● **Task**:
Could you count the lines in the entries beneath that hold the word "allowed"? Respond with the number alone.

[Saved entries]
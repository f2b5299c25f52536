//! # shipguard-contracts
//!
//! Shared types, schemas, and contracts for the SHIPGUARD audit core.
//!
//! All crates in the workspace import from here. No business logic lives in
//! this crate — only data definitions and error types.

pub mod action;
pub mod anomaly;
pub mod audit;
pub mod decision;
pub mod error;
pub mod shipment;
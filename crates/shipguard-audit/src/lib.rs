//! # shipguard-audit
//!
//! The decision log: an append-only, size-bounded, SHA-256 hash-chained
//! record of every end-to-end incident handling call.
//!
//! The log is process-lifetime state with **no persistence across
//! restarts** — a deliberate choice. The audit trail serves the current
//! session; it is not long-term compliance storage, and callers expecting
//! durability must provide their own sink.
//!
//! Construct with an explicit capacity and inject where needed; there is no
//! implicit singleton.

pub mod chain;
pub mod log;

pub use log::{InMemoryDecisionLog, DEFAULT_CAPACITY};
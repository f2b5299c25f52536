//! # shipguard-core
//!
//! The trust boundary of the SHIPGUARD pipeline: trait seams for the
//! collaborating components, and the executor that wires them together in
//! the one permitted order — audit, then policy gate, then side effect,
//! then decision record.

pub mod executor;
pub mod traits;

pub use executor::{IncidentExecutor, IncidentReport};
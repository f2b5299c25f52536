//! Action types, the policy-check result, and per-action outcomes.
//!
//! The executable action set is a closed enum. The policy engine and the
//! executor both dispatch over it with exhaustive matches, so adding a new
//! action kind is a compile-time-checked change across both.

use chrono::{DateTime, Utc};
use serde::{Deserialize, Serialize};

use crate::audit::AuditResult;

/// The actions the audit agent may recommend to operators.
#[derive(Debug, Clone, Copy, PartialEq, Eq, Hash, Serialize, Deserialize)]
#[serde(rename_all = "snake_case")]
pub enum SuggestedAction {
    CreateTicket,
    NotifyCustomer,
    NotifyVendor,
    /// Nothing actionable — keep watching.
    Monitor,
}

/// The executable subset of [`SuggestedAction`].
///
/// `monitor` is advisory only and has no execution path, so it is excluded
/// here rather than filtered at runtime.
#[derive(Debug, Clone, Copy, PartialEq, Eq, Hash, Serialize, Deserialize)]
#[serde(rename_all = "snake_case")]
pub enum SafeAction {
    CreateTicket,
    NotifyCustomer,
    NotifyVendor,
}

impl SafeAction {
    /// Map a suggestion to its executable form; `Monitor` maps to `None`.
    pub fn from_suggested(suggested: SuggestedAction) -> Option<Self> {
        match suggested {
            SuggestedAction::CreateTicket => Some(Self::CreateTicket),
            SuggestedAction::NotifyCustomer => Some(Self::NotifyCustomer),
            SuggestedAction::NotifyVendor => Some(Self::NotifyVendor),
            SuggestedAction::Monitor => None,
        }
    }

    /// The wire/log name of this action.
    pub fn as_str(self) -> &'static str {
        match self {
            Self::CreateTicket => "create_ticket",
            Self::NotifyCustomer => "notify_customer",
            Self::NotifyVendor => "notify_vendor",
        }
    }
}

impl From<SafeAction> for SuggestedAction {
    fn from(action: SafeAction) -> Self {
        match action {
            SafeAction::CreateTicket => Self::CreateTicket,
            SafeAction::NotifyCustomer => Self::NotifyCustomer,
            SafeAction::NotifyVendor => Self::NotifyVendor,
        }
    }
}

/// The decision the policy engine produces for one candidate action.
///
/// `rule_evaluated` identifies the exact branch that fired and is populated
/// on every result — denials included — for audit traceability.
#[derive(Debug, Clone, PartialEq, Eq, Serialize, Deserialize)]
pub struct PolicyCheckResult {
    pub allowed: bool,
    pub reason: String,
    pub rule_evaluated: String,
}

/// Everything the policy engine needs to decide on one action.
///
/// Built by the executor. The engine is a pure predicate of this context —
/// it performs no lookups of its own.
#[derive(Debug, Clone, Copy)]
pub struct PolicyContext<'a> {
    pub audit: &'a AuditResult,
    /// How many of the courier's shipments currently exhibit a delay anomaly,
    /// counted at the same reference instant as the audit. `None` when the
    /// caller has no repeat-offense data.
    pub vendor_delay_count: Option<u32>,
}

/// The recorded outcome of one candidate action within one incident call.
///
/// A policy denial is a normal outcome, not an error: `denied` is set, the
/// reason is carried, and the action's side effect simply never ran.
#[derive(Debug, Clone, PartialEq, Serialize, Deserialize)]
pub struct ActionOutcome {
    pub action: SafeAction,
    pub requested: bool,
    pub executed: bool,
    pub denied: bool,
    pub denial_reason: Option<String>,
    pub policy_check: PolicyCheckResult,
    pub timestamp: DateTime<Utc>,
}
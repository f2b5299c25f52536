//! Anomaly detection over a shipment's event timeline.
//!
//! `detect` is a pure function of its inputs. The reference instant is
//! injected by the caller — running the same scan twice with the same
//! arguments yields the same anomalies, which is what makes audits
//! reproducible and testable.
//!
//! Each rule is evaluated independently (one event may trigger several
//! anomaly kinds), and each kind contributes at most one anomaly record no
//! matter how many events match it.

use chrono::{DateTime, Utc};

use shipguard_contracts::{
    anomaly::{AnomalyType, DetectedAnomaly, Severity},
    shipment::{Shipment, TrackingEvent},
};
use shipguard_sla::DelayThresholds;

/// Hours elapsed since the shipment's last tracking update.
///
/// Returns 0 for delivered shipments and for shipments with no events; may
/// be negative when the reference instant predates the last event.
pub fn delay_hours(shipment: &Shipment, reference_time: DateTime<Utc>) -> f64 {
    if shipment.last_status.is_delivered() {
        return 0.0;
    }
    match shipment.last_event() {
        Some(last) => (reference_time - last.checkpoint_time).num_seconds() as f64 / 3600.0,
        None => 0.0,
    }
}

/// Whether the shipment exhibits a delay anomaly at the given instant.
pub fn has_delay_anomaly(
    shipment: &Shipment,
    reference_time: DateTime<Utc>,
    thresholds: &DelayThresholds,
) -> bool {
    !shipment.last_status.is_delivered()
        && !shipment.events.is_empty()
        && delay_hours(shipment, reference_time) > thresholds.warning_hours
}

/// Scan the timeline for delay, route-deviation, temperature, and
/// customs-delay signals.
pub fn detect(
    shipment: &Shipment,
    reference_time: DateTime<Utc>,
    thresholds: &DelayThresholds,
) -> Vec<DetectedAnomaly> {
    let mut anomalies = Vec::new();

    // Delay: no update beyond the warning threshold while not delivered.
    if !shipment.last_status.is_delivered() {
        if let Some(last) = shipment.last_event() {
            let hours = delay_hours(shipment, reference_time);
            if hours > thresholds.warning_hours {
                let severity = if hours >= thresholds.breach_hours {
                    Severity::High
                } else {
                    Severity::Medium
                };
                anomalies.push(DetectedAnomaly {
                    anomaly_type: AnomalyType::Delay,
                    severity,
                    description: format!("No tracking update for {} hours", hours.round() as i64),
                    timestamp: last.checkpoint_time,
                });
            }
        }
    }

    // Route deviation: the carrier reported a reroute anywhere in the
    // timeline.
    if let Some(event) = first_matching(&shipment.events, &["deviation", "rerouted"]) {
        anomalies.push(DetectedAnomaly {
            anomaly_type: AnomalyType::RouteDeviation,
            severity: Severity::Medium,
            description: "Unexpected route deviation detected".to_string(),
            timestamp: event.checkpoint_time,
        });
    }

    // Temperature / cold-chain breach.
    if let Some(event) = first_matching(&shipment.events, &["temperature", "cold chain"]) {
        anomalies.push(DetectedAnomaly {
            anomaly_type: AnomalyType::Temperature,
            severity: Severity::High,
            description: "Temperature/cold chain breach detected".to_string(),
            timestamp: event.checkpoint_time,
        });
    }

    // Customs delay: an event mentioning customs that also mentions a delay.
    if let Some(event) = shipment
        .events
        .iter()
        .filter(|e| detail_contains(e, "customs"))
        .find(|e| detail_contains(e, "delay"))
    {
        anomalies.push(DetectedAnomaly {
            anomaly_type: AnomalyType::CustomsDelay,
            severity: Severity::Medium,
            description: "Customs clearance delay".to_string(),
            timestamp: event.checkpoint_time,
        });
    }

    anomalies
}

/// Case-insensitive substring match against the event's free-text detail.
pub(crate) fn detail_contains(event: &TrackingEvent, needle: &str) -> bool {
    event.tracking_detail.to_lowercase().contains(needle)
}

/// The earliest event whose detail contains any of the needles.
fn first_matching<'e>(events: &'e [TrackingEvent], needles: &[&str]) -> Option<&'e TrackingEvent> {
    events
        .iter()
        .find(|e| needles.iter().any(|n| detail_contains(e, n)))
}

// ── Tests ────────────────────────────────────────────────────────────────────

#[cfg(test)]
mod tests {
    use shipguard_contracts::shipment::ShipmentStatus;

    use super::*;

    fn thresholds() -> DelayThresholds {
        DelayThresholds {
            warning_hours: 24.0,
            breach_hours: 48.0,
            customer_visible_hours: 24.0,
        }
    }

    fn ts(spec: &str) -> DateTime<Utc> {
        DateTime::parse_from_rfc3339(spec)
            .expect("test timestamp must be valid RFC 3339")
            .with_timezone(&Utc)
    }

    fn event(time: &str, detail: &str) -> TrackingEvent {
        TrackingEvent {
            checkpoint_time: ts(time),
            tracking_detail: detail.to_string(),
            location: None,
            city: None,
            state: None,
            country: None,
            country_name: None,
            zip: None,
        }
    }

    fn shipment(status: ShipmentStatus, events: Vec<TrackingEvent>) -> Shipment {
        Shipment {
            id: "ship-test".to_string(),
            tracking_number: "TEST-1".to_string(),
            courier_code: "tnt".to_string(),
            title: None,
            origin_country: Some("NL".to_string()),
            destination_country: Some("FR".to_string()),
            last_status: status,
            events,
        }
    }

    // ── Delay rule ────────────────────────────────────────────────────────────

    #[test]
    fn delay_raised_past_warning_threshold() {
        let s = shipment(
            ShipmentStatus::InTransit,
            vec![event("2024-01-10T09:00:00Z", "In transit")],
        );
        // 30 hours later: past warning (24h), short of breach (48h).
        let found = detect(&s, ts("2024-01-11T15:00:00Z"), &thresholds());
        assert_eq!(found.len(), 1);
        assert_eq!(found[0].anomaly_type, AnomalyType::Delay);
        assert_eq!(found[0].severity, Severity::Medium);
        assert!(found[0].description.contains("30 hours"));
        assert_eq!(found[0].timestamp, ts("2024-01-10T09:00:00Z"));
    }

    #[test]
    fn delay_is_high_severity_at_breach() {
        let s = shipment(
            ShipmentStatus::InTransit,
            vec![event("2024-01-10T09:00:00Z", "In transit")],
        );
        let found = detect(&s, ts("2024-01-12T09:00:00Z"), &thresholds());
        assert_eq!(found[0].severity, Severity::High);
    }

    #[test]
    fn delay_at_exactly_warning_threshold_is_not_raised() {
        let s = shipment(
            ShipmentStatus::InTransit,
            vec![event("2024-01-10T09:00:00Z", "In transit")],
        );
        // Exactly 24h: the rule requires strictly greater.
        let found = detect(&s, ts("2024-01-11T09:00:00Z"), &thresholds());
        assert!(found.is_empty());
    }

    #[test]
    fn delivered_shipments_never_raise_delay() {
        let s = shipment(
            ShipmentStatus::Delivered,
            vec![event("2024-01-10T09:00:00Z", "Delivered")],
        );
        let found = detect(&s, ts("2024-02-01T00:00:00Z"), &thresholds());
        assert!(found.is_empty());
        assert_eq!(delay_hours(&s, ts("2024-02-01T00:00:00Z")), 0.0);
    }

    #[test]
    fn empty_timeline_never_raises_delay() {
        let s = shipment(ShipmentStatus::InTransit, vec![]);
        assert!(detect(&s, ts("2024-02-01T00:00:00Z"), &thresholds()).is_empty());
        assert_eq!(delay_hours(&s, ts("2024-02-01T00:00:00Z")), 0.0);
    }

    // ── Text-signal rules ─────────────────────────────────────────────────────

    #[test]
    fn route_deviation_detected_case_insensitively() {
        let s = shipment(
            ShipmentStatus::Delivered,
            vec![
                event("2024-01-10T09:00:00Z", "Picked up"),
                event("2024-01-11T09:00:00Z", "Unexpected route DEVIATION - rerouted"),
            ],
        );
        let found = detect(&s, ts("2024-01-11T10:00:00Z"), &thresholds());
        assert_eq!(found.len(), 1);
        assert_eq!(found[0].anomaly_type, AnomalyType::RouteDeviation);
        assert_eq!(found[0].severity, Severity::Medium);
    }

    #[test]
    fn repeated_matches_yield_one_anomaly_anchored_to_first() {
        let s = shipment(
            ShipmentStatus::Delivered,
            vec![
                event("2024-01-10T09:00:00Z", "Package rerouted"),
                event("2024-01-11T09:00:00Z", "Route deviation continues"),
            ],
        );
        let found = detect(&s, ts("2024-01-12T00:00:00Z"), &thresholds());
        assert_eq!(found.len(), 1);
        assert_eq!(found[0].timestamp, ts("2024-01-10T09:00:00Z"));
    }

    #[test]
    fn temperature_breach_is_high_severity() {
        let s = shipment(
            ShipmentStatus::Delivered,
            vec![event("2024-01-10T09:00:00Z", "Cold chain breach detected")],
        );
        let found = detect(&s, ts("2024-01-11T00:00:00Z"), &thresholds());
        assert_eq!(found.len(), 1);
        assert_eq!(found[0].anomaly_type, AnomalyType::Temperature);
        assert_eq!(found[0].severity, Severity::High);
    }

    #[test]
    fn customs_requires_both_customs_and_delay() {
        let cleared = shipment(
            ShipmentStatus::Delivered,
            vec![event("2024-01-10T09:00:00Z", "Customs clearance completed")],
        );
        assert!(detect(&cleared, ts("2024-01-11T00:00:00Z"), &thresholds()).is_empty());

        let delayed = shipment(
            ShipmentStatus::Delivered,
            vec![
                event("2024-01-10T09:00:00Z", "Customs clearance delay"),
                event("2024-01-12T09:00:00Z", "Customs clearance completed"),
            ],
        );
        let found = detect(&delayed, ts("2024-01-13T00:00:00Z"), &thresholds());
        assert_eq!(found.len(), 1);
        assert_eq!(found[0].anomaly_type, AnomalyType::CustomsDelay);
        assert_eq!(found[0].timestamp, ts("2024-01-10T09:00:00Z"));
    }

    // ── Independence and purity ───────────────────────────────────────────────

    #[test]
    fn one_event_can_trigger_multiple_rules() {
        let s = shipment(
            ShipmentStatus::InTransit,
            vec![event(
                "2024-01-10T09:00:00Z",
                "Rerouted after temperature excursion",
            )],
        );
        let found = detect(&s, ts("2024-01-12T09:00:00Z"), &thresholds());
        let kinds: Vec<AnomalyType> = found.iter().map(|a| a.anomaly_type).collect();
        assert!(kinds.contains(&AnomalyType::Delay));
        assert!(kinds.contains(&AnomalyType::RouteDeviation));
        assert!(kinds.contains(&AnomalyType::Temperature));
    }

    #[test]
    fn detection_is_deterministic_for_fixed_inputs() {
        let s = shipment(
            ShipmentStatus::InTransit,
            vec![
                event("2024-01-10T09:00:00Z", "Customs clearance delay"),
                event("2024-01-11T09:00:00Z", "Package rerouted"),
            ],
        );
        let reference = ts("2024-01-14T09:00:00Z");
        let first = detect(&s, reference, &thresholds());
        let second = detect(&s, reference, &thresholds());
        assert_eq!(first, second);
    }

    #[test]
    fn has_delay_anomaly_tracks_the_delay_rule() {
        let s = shipment(
            ShipmentStatus::InTransit,
            vec![event("2024-01-10T09:00:00Z", "In transit")],
        );
        assert!(!has_delay_anomaly(&s, ts("2024-01-11T08:00:00Z"), &thresholds()));
        assert!(has_delay_anomaly(&s, ts("2024-01-11T10:00:00Z"), &thresholds()));
    }
}
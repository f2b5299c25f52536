//! Per-action policy rules.
//!
//! Each action has its own ordered rule chain; the first branch whose
//! predicate holds produces the result, and every branch carries a distinct
//! `rule_evaluated` identifier so the decision log can name exactly which
//! rule fired — on denials too.

use tracing::{debug, warn};

use shipguard_contracts::action::{PolicyCheckResult, PolicyContext, SafeAction};
use shipguard_contracts::anomaly::AnomalyType;
use shipguard_contracts::audit::RiskLevel;
use shipguard_core::traits::PolicyEngine;
use shipguard_sla::DelayThresholds;

/// The SHIPGUARD action gate.
///
/// Constructed with the delay thresholds it judges against; holds no other
/// state and performs no lookups. Evaluation is a pure function of
/// `(action, context)`.
#[derive(Debug, Clone)]
pub struct SafeActionPolicy {
    thresholds: DelayThresholds,
}

impl SafeActionPolicy {
    pub fn new(thresholds: DelayThresholds) -> Self {
        Self { thresholds }
    }

    /// `create_ticket`: high risk, or an SLA breach combined with a
    /// delay/temperature anomaly.
    fn check_create_ticket(&self, ctx: &PolicyContext<'_>) -> PolicyCheckResult {
        let audit = ctx.audit;
        let delay_hours = audit.delay_hours.unwrap_or(0.0);
        let has_delay_or_temp = has_anomaly(ctx, AnomalyType::Delay)
            || has_anomaly(ctx, AnomalyType::Temperature);
        let sla_breach = delay_hours >= self.thresholds.breach_hours;

        if audit.risk_level == RiskLevel::High {
            return allow("Risk level is high", "create_ticket: risk_level=high");
        }

        if sla_breach && has_delay_or_temp {
            return allow(
                format!(
                    "SLA breach ({}h >= {}h) and delay/temperature anomaly",
                    delay_hours.round() as i64,
                    self.thresholds.breach_hours.round() as i64
                ),
                "create_ticket: sla_breach_and_delay_or_temperature",
            );
        }

        deny(
            "Ticket creation requires risk_level=high or an SLA breach with a delay/temperature anomaly",
            "create_ticket: policy_not_met",
        )
    }

    /// `notify_customer`: a customer-visible delay, or a delay anomaly with
    /// medium-or-higher risk. Route-only noise never reaches the customer.
    fn check_notify_customer(&self, ctx: &PolicyContext<'_>) -> PolicyCheckResult {
        let audit = ctx.audit;
        let delay_hours = audit.delay_hours.unwrap_or(0.0);
        let has_delay = has_anomaly(ctx, AnomalyType::Delay);

        if !has_delay && audit.risk_level == RiskLevel::Low {
            return deny(
                "Low-risk anomaly with no delay; no customer notification needed",
                "notify_customer: low_risk_no_delay",
            );
        }

        if delay_hours >= self.thresholds.customer_visible_hours {
            return allow(
                format!(
                    "Delay exceeds customer-visible threshold ({}h >= {}h)",
                    delay_hours.round() as i64,
                    self.thresholds.customer_visible_hours.round() as i64
                ),
                "notify_customer: customer_visible_breach",
            );
        }

        if has_delay && audit.risk_level >= RiskLevel::Medium {
            return allow(
                "Delay anomaly with medium/high risk",
                "notify_customer: delay_with_risk",
            );
        }

        deny(
            "Customer notification requires a customer-visible delay or a delay with medium+ risk",
            "notify_customer: policy_not_met",
        )
    }

    /// `notify_vendor`: route deviations, temperature issues, customs
    /// delays, and delays — with a dedicated branch for vendors whose fleet
    /// shows repeated delays.
    fn check_notify_vendor(&self, ctx: &PolicyContext<'_>) -> PolicyCheckResult {
        let vendor_delay_count = ctx.vendor_delay_count.unwrap_or(0);
        let has_delay = has_anomaly(ctx, AnomalyType::Delay);

        if has_anomaly(ctx, AnomalyType::RouteDeviation) {
            return allow("Route deviation detected", "notify_vendor: route_deviation");
        }

        if has_anomaly(ctx, AnomalyType::Temperature) {
            return allow("Temperature/cold chain issue", "notify_vendor: temperature");
        }

        if has_anomaly(ctx, AnomalyType::CustomsDelay) {
            return allow("Customs delay", "notify_vendor: customs_delay");
        }

        if has_delay && vendor_delay_count >= 2 {
            return allow(
                format!("Repeated delays from vendor ({vendor_delay_count} shipments with delay)"),
                "notify_vendor: repeated_delays",
            );
        }

        if has_delay {
            return allow(
                "Delay anomaly; vendor should be notified",
                "notify_vendor: delay",
            );
        }

        deny(
            "Vendor notification requires route deviation, temperature, customs, or delay anomalies",
            "notify_vendor: policy_not_met",
        )
    }
}

impl PolicyEngine for SafeActionPolicy {
    /// Evaluate one action against the context.
    ///
    /// The action set is a closed enum; the match below is exhaustive, so an
    /// unknown action kind cannot reach runtime.
    fn evaluate(&self, action: SafeAction, ctx: &PolicyContext<'_>) -> PolicyCheckResult {
        debug!(
            action = action.as_str(),
            tracking_number = %ctx.audit.tracking_number,
            risk = ?ctx.audit.risk_level,
            vendor_delay_count = ctx.vendor_delay_count,
            "evaluating action policy"
        );

        let result = match action {
            SafeAction::CreateTicket => self.check_create_ticket(ctx),
            SafeAction::NotifyCustomer => self.check_notify_customer(ctx),
            SafeAction::NotifyVendor => self.check_notify_vendor(ctx),
        };

        if !result.allowed {
            warn!(
                action = action.as_str(),
                rule = %result.rule_evaluated,
                tracking_number = %ctx.audit.tracking_number,
                "action denied"
            );
        }

        result
    }
}

fn has_anomaly(ctx: &PolicyContext<'_>, kind: AnomalyType) -> bool {
    ctx.audit.anomalies.iter().any(|a| a.anomaly_type == kind)
}

fn allow(reason: impl Into<String>, rule: &str) -> PolicyCheckResult {
    PolicyCheckResult {
        allowed: true,
        reason: reason.into(),
        rule_evaluated: rule.to_string(),
    }
}

fn deny(reason: impl Into<String>, rule: &str) -> PolicyCheckResult {
    PolicyCheckResult {
        allowed: false,
        reason: reason.into(),
        rule_evaluated: rule.to_string(),
    }
}

// ── Tests ────────────────────────────────────────────────────────────────────
//! Decision-log record types.
//!
//! `DecisionLogEntry` is the immutable record of one end-to-end incident
//! handling call. Entries are created only through the decision log's append
//! operation, which assigns the id and timestamp; they are never mutated
//! afterwards.

use chrono::{DateTime, Utc};
use serde::{Deserialize, Serialize};

use crate::action::{ActionOutcome, SafeAction};
use crate::anomaly::AnomalyType;
use crate::audit::{AuditResult, RiskLevel, SlaStatus, Verdict};

/// A condensed audit result, sized for long-lived log storage.
///
/// The full anomaly records and explanation are dropped; only the
/// classification outputs survive into the log.
#[derive(Debug, Clone, PartialEq, Serialize, Deserialize)]
pub struct DecisionSummary {
    pub verdict: Verdict,
    pub sla_status: SlaStatus,
    pub risk_level: RiskLevel,
    pub anomaly_score: u8,
    pub anomaly_types: Vec<AnomalyType>,
    pub delay_hours: Option<f64>,
}

impl From<&AuditResult> for DecisionSummary {
    fn from(audit: &AuditResult) -> Self {
        Self {
            verdict: audit.verdict,
            sla_status: audit.sla_status,
            risk_level: audit.risk_level,
            anomaly_score: audit.anomaly_score,
            anomaly_types: audit.anomalies.iter().map(|a| a.anomaly_type).collect(),
            delay_hours: audit.delay_hours,
        }
    }
}

/// A decision record before the log has assigned its id and timestamp.
#[derive(Debug, Clone, PartialEq, Serialize, Deserialize)]
pub struct DecisionDraft {
    pub tracking_number: String,
    pub courier_code: String,
    pub audit: DecisionSummary,
    pub requested_actions: Vec<SafeAction>,
    pub outcomes: Vec<ActionOutcome>,
    /// Distinct policy rule identifiers that fired, in first-seen order.
    pub policy_rules_evaluated: Vec<String>,
}

/// One sealed entry in the decision log.
#[derive(Debug, Clone, PartialEq, Serialize, Deserialize)]
pub struct DecisionLogEntry {
    /// Monotonically increasing, process-unique identifier assigned by the
    /// log.
    pub id: String,
    /// When the log appended the entry (UTC).
    pub timestamp: DateTime<Utc>,
    pub tracking_number: String,
    pub courier_code: String,
    pub audit: DecisionSummary,
    pub requested_actions: Vec<SafeAction>,
    pub outcomes: Vec<ActionOutcome>,
    pub policy_rules_evaluated: Vec<String>,
}

impl DecisionLogEntry {
    /// Seal a draft with the id and timestamp the log assigned.
    ///
    /// The decision log is the only intended caller; entries constructed
    /// elsewhere are not part of any log's chain.
    pub fn seal(draft: DecisionDraft, id: String, timestamp: DateTime<Utc>) -> Self {
        Self {
            id,
            timestamp,
            tracking_number: draft.tracking_number,
            courier_code: draft.courier_code,
            audit: draft.audit,
            requested_actions: draft.requested_actions,
            outcomes: draft.outcomes,
            policy_rules_evaluated: draft.policy_rules_evaluated,
        }
    }
}
//! Budget notifications to surface owners.
//!
//! Budgets flow out of the manager as messages on a [`BudgetChannel`]. The
//! default channel is [`QueueChannel`], a lock-free queue the IPC side can
//! drain from any thread.

pub mod channel;
pub mod message;

pub use channel::{BudgetChannel, DispatchStats, OwnerDirectory, QueueChannel, SurfaceOwner};
pub use message::{BudgetMessage, MemoryAllocation};
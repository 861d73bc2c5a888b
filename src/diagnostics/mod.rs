//! Diagnostics and observability.
//!
//! This module provides:
//! - **Coded diagnostics**: contract violations and budget warnings with codes
//! - **Strict mode**: optional panic-on-error for CI
//! - **Event hooks**: listeners for client and pass events
//! - **Profiler integration**: Tracy plots behind the `tracy` feature
//!
//! ## Diagnostic Codes
//!
//! | Code  | Meaning                        |
//! |-------|--------------------------------|
//! | GM0xx | Client lifecycle issues        |
//! | GM2xx | Sequence affinity issues       |
//! | GM3xx | Budget/limit issues            |
//! | GM9xx | Internal errors                |

pub mod emit;
pub mod hooks;
pub mod kind;
pub mod macros;
pub mod strict;
pub mod tracy;

pub use emit::{emit, emit_with_context, set_sink, suppress_diagnostics, CollectingSink, DiagnosticSink};
pub use hooks::{ArbiterEvent, DiagnosticsHooks};
pub use kind::{Diagnostic, DiagnosticKind};
pub use kind::{GM001, GM002, GM201, GM301, GM302, GM901};
pub use strict::{init_from_env, set_strict_mode, strict_mode, StrictMode, StrictModeGuard};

● **Solution to this task**:
4